Немалое количество дел и сигналов, а также террористических акций в конце 40-х — начале 50-х годов приходилось на западные районы Украины и Белоруссии, а также республики Прибалтики, где сохранились и продолжали действовать националистические подполья и связанные с ним «повстанческие» группы «сопротивления» («лесных братьев»).
Нередко «акции» «групп сопротивления» принимали характер бое- столкновений с милицией и гарнизонами РККА, в ходе которых гибли мирные жители, включая детей, женщин и стариков. Поскольку некоторые из указанных «повстанческих групп» имели связи со спецслужбами иностранных государств — в первую очередь Великобритании, работа на этом направлении контрразведывательной деятельности направлялась отделом 2-Н Второго главного управления МГБ СССР.
После образования в марте 1954 г. Комитета государственной безопасности при Совете министров СССР этот отдел стал 2-м отделом 4 управления.
Позже, при реорганизации структуры КГБ в феврале 1960 г. штат и функции этого отдела, как и иных подразделений управления, были переданы во 2 Главное управление.
Задача борьбы с возможными террористическими проявлениями была поставлена перед всеми подразделениями органов КГБ, но единого учетно-координационного органа по организации противодействия терроризму в центральном аппарате Комитета не стало.
Эти реорганизации свидетельствуют о том, что количество и масштаб террористических проявлений был незначителен.
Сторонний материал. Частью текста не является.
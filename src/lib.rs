//! Rust rewrite of the Sigil avatar generator. A short text (and optionally a
//! secret key) is turned into a deterministic two-tone identicon; the keyed
//! variant embeds the full ciphertext in the PNG metadata so the text can be
//! recovered later with the same key. The crate is deliberately small and
//! transparent so the whole derivation chain stays auditable in-repo.

pub mod config;
pub mod container;
pub mod crypto;
pub mod identicon;
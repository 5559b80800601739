//! Raster painting. The canvas starts as solid background; each filled grid
//! cell gets a smaller square inset by the cell gap, and nothing else is
//! drawn, so the output is fully determined by options, tone, and pattern.

use image::{Rgb, RgbImage};

use crate::config::{ConfigError, RenderOptions};
use crate::identicon::palette::Tone;
use crate::identicon::pattern::GridPattern;

/// Paints the identicon raster. Geometry is validated up front so a
/// degenerate gap or cell size is rejected before any allocation.
pub fn render(
    options: &RenderOptions,
    tone: Tone,
    pattern: &GridPattern,
) -> Result<RgbImage, ConfigError> {
    options.validate()?;
    if pattern.size() != options.grid_count() {
        return Err(ConfigError::GridMismatch {
            expected: options.grid_count(),
            got: pattern.size(),
        });
    }

    let background = Rgb(tone.background());
    let fill = Rgb(tone.fill());
    let mut image = RgbImage::from_pixel(options.image_size, options.image_size, background);

    for (row, col) in pattern.filled_cells() {
        let x0 = col * options.cell_size + options.cell_gap;
        let y0 = row * options.cell_size + options.cell_gap;
        let x1 = (col + 1) * options.cell_size - options.cell_gap;
        let y1 = (row + 1) * options.cell_size - options.cell_gap;
        for y in y0..y1 {
            for x in x0..x1 {
                image.put_pixel(x, y, fill);
            }
        }
    }

    Ok(image)
}

#[cfg(test)]
mod tests {
    use super::render;
    use crate::config::{ConfigError, RenderOptions};
    use crate::identicon::palette::Tone;
    use crate::identicon::pattern::GridPattern;
    use image::Rgb;

    fn small_options() -> RenderOptions {
        RenderOptions {
            image_size: 40,
            cell_size: 10,
            cell_gap: 2,
            fill_threshold: 0.5,
            ..RenderOptions::default()
        }
    }

    #[test]
    fn empty_pattern_is_all_background() {
        let options = small_options();
        let pattern = GridPattern::from_seed(&[0u8; 16], options.grid_count(), 0.0);
        let image = render(&options, Tone::BlueOrange, &pattern).expect("valid geometry");
        assert_eq!(image.dimensions(), (40, 40));
        assert!(image
            .pixels()
            .all(|pixel| *pixel == Rgb(Tone::BlueOrange.background())));
    }

    #[test]
    fn filled_cell_paints_the_inset_square_only() {
        let options = small_options();
        // Threshold 1.0 fills every cell, which makes the geometry easy to probe.
        let pattern = GridPattern::from_seed(&[0u8; 16], options.grid_count(), 1.0);
        let image = render(&options, Tone::Complementary, &pattern).expect("valid geometry");

        let background = Rgb(Tone::Complementary.background());
        let fill = Rgb(Tone::Complementary.fill());

        // Center of cell (0, 0) is fill; the gap ring around it stays background.
        assert_eq!(*image.get_pixel(5, 5), fill);
        assert_eq!(*image.get_pixel(0, 0), background);
        assert_eq!(*image.get_pixel(1, 5), background);
        assert_eq!(*image.get_pixel(2, 2), fill);
        assert_eq!(*image.get_pixel(8, 8), background);

        // Same inset geometry holds in the last cell.
        assert_eq!(*image.get_pixel(35, 35), fill);
        assert_eq!(*image.get_pixel(39, 39), background);
    }

    #[test]
    fn rejects_a_pattern_sized_for_a_different_grid() {
        let options = small_options();
        let pattern = GridPattern::from_seed(&[0u8; 16], 7, 0.5);
        assert!(matches!(
            render(&options, Tone::BlueOrange, &pattern),
            Err(ConfigError::GridMismatch {
                expected: 4,
                got: 7
            })
        ));
    }

    #[test]
    fn rejects_geometry_with_no_drawable_area() {
        let options = RenderOptions {
            image_size: 40,
            cell_size: 4,
            cell_gap: 2,
            ..RenderOptions::default()
        };
        let pattern = GridPattern::from_seed(&[0u8; 16], options.grid_count(), 0.5);
        assert!(matches!(
            render(&options, Tone::BlueOrange, &pattern),
            Err(ConfigError::GapTooLarge { .. })
        ));
    }
}
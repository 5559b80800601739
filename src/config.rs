//! Render options for the identicon pipeline. Options can be constructed in
//! code or loaded from a small JSON file; either way they are validated once
//! up front so the drawing code never has to re-check geometry.

use std::fs;
use std::path::Path;

use serde::Deserialize;
use thiserror::Error;

#[derive(Debug, Error)]
pub enum ConfigError {
    #[error("options file unreadable: {0}")]
    Io(String),
    #[error("options parse failed: {0}")]
    Parse(String),
    #[error("cell size must be positive")]
    ZeroCellSize,
    #[error("image size {image_size} cannot hold a single {cell_size}px cell")]
    ImageTooSmall { image_size: u32, cell_size: u32 },
    #[error("cell gap {cell_gap} leaves no drawable area inside a {cell_size}px cell")]
    GapTooLarge { cell_size: u32, cell_gap: u32 },
    #[error("fill threshold {0} is outside the range 0.0..=1.0")]
    ThresholdOutOfRange(f64),
    #[error("pattern is {got} cells wide but the options describe a {expected}-cell grid")]
    GridMismatch { expected: u32, got: u32 },
}

/// Where the CTR nonce comes from.
///
/// `Derived` reproduces the original scheme: the nonce is a truncated digest
/// of text and key, so the whole pipeline is deterministic but two unrelated
/// texts colliding on that truncation would share a keystream under the same
/// key. `Random` trades determinism of the image for a fresh nonce per call;
/// the stored payload format is identical.
#[derive(Debug, Clone, Copy, PartialEq, Eq, Default, Deserialize)]
#[serde(rename_all = "lowercase")]
pub enum NonceMode {
    #[default]
    Derived,
    Random,
}

/// Geometry and sampling knobs for one identicon. Field names match the
/// recognized JSON options (`imageSize`, `cellSize`, `fillThreshold`,
/// `cellGap`, `nonceMode`).
#[derive(Debug, Clone, Deserialize)]
#[serde(default)]
pub struct RenderOptions {
    #[serde(rename = "imageSize")]
    pub image_size: u32,
    #[serde(rename = "cellSize")]
    pub cell_size: u32,
    #[serde(rename = "fillThreshold")]
    pub fill_threshold: f64,
    #[serde(rename = "cellGap")]
    pub cell_gap: u32,
    #[serde(rename = "nonceMode")]
    pub nonce_mode: NonceMode,
}

impl Default for RenderOptions {
    fn default() -> Self {
        Self {
            image_size: 5500,
            cell_size: 500,
            fill_threshold: 0.5,
            cell_gap: 10,
            nonce_mode: NonceMode::Derived,
        }
    }
}

impl RenderOptions {
    /// Number of cells along one edge; the trailing remainder of an image
    /// size that is not a cell multiple stays background.
    pub fn grid_count(&self) -> u32 {
        self.image_size / self.cell_size
    }

    /// Checks the geometry invariants: at least one cell must fit, and the
    /// inset gap must leave a non-empty square inside each cell.
    pub fn validate(&self) -> Result<(), ConfigError> {
        if self.cell_size == 0 {
            return Err(ConfigError::ZeroCellSize);
        }
        if self.image_size < self.cell_size {
            return Err(ConfigError::ImageTooSmall {
                image_size: self.image_size,
                cell_size: self.cell_size,
            });
        }
        if self.cell_size <= 2 * self.cell_gap {
            return Err(ConfigError::GapTooLarge {
                cell_size: self.cell_size,
                cell_gap: self.cell_gap,
            });
        }
        if !(0.0..=1.0).contains(&self.fill_threshold) {
            return Err(ConfigError::ThresholdOutOfRange(self.fill_threshold));
        }
        Ok(())
    }
}

/// Loads and validates render options from a JSON file. Missing fields fall
/// back to the defaults, so `{}` is a valid options file.
pub fn load_options(path: impl AsRef<Path>) -> Result<RenderOptions, ConfigError> {
    let raw_json = fs::read_to_string(&path).map_err(|e| ConfigError::Io(format!("{e}")))?;
    let options: RenderOptions =
        serde_json::from_str(&raw_json).map_err(|e| ConfigError::Parse(format!("{e}")))?;
    options.validate()?;
    Ok(options)
}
Бывали, правда, отдельные факты попыток покушений на выборных партийных работников, председателей колхозов и сельсоветов, других местных «номенклатурных» государственных или общественных деятелей, представителей власти, что первоначально могло квалифицироваться как «террористический акт». Однако впоследствии при исследовании субъективной стороны этих деяний они, как правило, получали иную уголовно-правовую квалификацию.